:: The problem ::
The span to repeat in the listing below runs from the line containing "image before normalization." to the line containing "ImageReader::open(path)", inclusive. Repeat it exactly, and only it.

:: Available data ::
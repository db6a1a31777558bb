//! Image preprocessing shared by training, validation and inference.
//!
//! Every path through the crate goes resize → channel-first floats in [0, 1]
//! → ImageNet normalization. Augmentation, when enabled, runs on the resized
//! image before normalization.

use std::path::Path;

use image::imageops::FilterType;
use image::{DynamicImage, ImageReader, RgbImage};

use crate::utils::error::{DermError, Result};
use crate::IMAGE_SIZE;

/// ImageNet channel means
pub const IMAGENET_MEAN: [f32; 3] = [0.485, 0.456, 0.406];

/// ImageNet channel standard deviations
pub const IMAGENET_STD: [f32; 3] = [0.229, 0.224, 0.225];

/// Number of floats in one preprocessed image
pub const INPUT_LEN: usize = 3 * IMAGE_SIZE * IMAGE_SIZE;

/// Smallest input side the five stride-2 stages of ResNet-18 accept
pub const MIN_IMAGE_SIZE: usize = 32;

/// Decode an image from disk
pub fn load_image(path: &Path) -> Result<DynamicImage> {
    ImageReader::open(path)
        .map_err(|e| DermError::ImageLoadError(path.to_path_buf(), e.to_string()))?
        .with_guessed_format()
        .map_err(|e| DermError::ImageLoadError(path.to_path_buf(), e.to_string()))?
        .decode()
        .map_err(|e| DermError::ImageLoadError(path.to_path_buf(), e.to_string()))
}

/// Number of floats in one preprocessed image of side `size`
pub fn input_len(size: usize) -> usize {
    3 * size * size
}

/// Resize to the square network input, ignoring aspect ratio
pub fn resize(image: &DynamicImage) -> RgbImage {
    resize_to(image, IMAGE_SIZE)
}

/// Resize to a `size` × `size` input, ignoring aspect ratio
pub fn resize_to(image: &DynamicImage, size: usize) -> RgbImage {
    image
        .resize_exact(size as u32, size as u32, FilterType::Triangle)
        .to_rgb8()
}

/// Convert to CHW floats and apply ImageNet normalization
pub fn normalize(image: &RgbImage) -> Vec<f32> {
    let (width, height) = (image.width() as usize, image.height() as usize);
    let plane = width * height;
    let mut data = vec![0.0f32; 3 * plane];

    for (x, y, pixel) in image.enumerate_pixels() {
        let offset = y as usize * width + x as usize;
        for c in 0..3 {
            let value = pixel[c] as f32 / 255.0;
            data[c * plane + offset] = (value - IMAGENET_MEAN[c]) / IMAGENET_STD[c];
        }
    }

    data
}

/// Validation/inference preprocessing of a decoded image
pub fn preprocess_image(image: &DynamicImage) -> Vec<f32> {
    preprocess_image_at(image, IMAGE_SIZE)
}

/// [`preprocess_image`] for a model trained at another input side
pub fn preprocess_image_at(image: &DynamicImage, size: usize) -> Vec<f32> {
    normalize(&resize_to(image, size))
}

/// Decode and preprocess an image file
pub fn preprocess_path(path: &Path) -> Result<Vec<f32>> {
    Ok(preprocess_image(&load_image(path)?))
}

:: Answer to the exercise ::
//! image before normalization.

use std::path::Path;

use image::imageops::FilterType;
use image::{DynamicImage, ImageReader, RgbImage};

use crate::utils::error::{DermError, Result};
use crate::IMAGE_SIZE;

/// ImageNet channel means
pub const IMAGENET_MEAN: [f32; 3] = [0.485, 0.456, 0.406];

/// ImageNet channel standard deviations
pub const IMAGENET_STD: [f32; 3] = [0.229, 0.224, 0.225];

/// Number of floats in one preprocessed image
pub const INPUT_LEN: usize = 3 * IMAGE_SIZE * IMAGE_SIZE;

/// Smallest input side the five stride-2 stages of ResNet-18 accept
pub const MIN_IMAGE_SIZE: usize = 32;

/// Decode an image from disk
pub fn load_image(path: &Path) -> Result<DynamicImage> {
    ImageReader::open(path)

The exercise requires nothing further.